Work instructions: Please output the entries below exactly as they are.
=====
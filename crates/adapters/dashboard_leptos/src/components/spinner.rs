use leptos::prelude::*;

/// Inline animated spinner, shown next to a label while a visible load runs.
#[component]
pub fn Spinner() -> impl IntoView {
    view! { <span class="spinner" aria-hidden="true"></span> }
}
=====
Written response:
filename crates/adapters/dashboard_leptos/src/components/spinner.rs
use leptos::prelude::*;

/// Inline animated spinner, shown next to a label while a visible load runs.
#[component]
pub fn Spinner() -> impl IntoView {
    view! { <span class="spinner" aria-hidden="true"></span> }
}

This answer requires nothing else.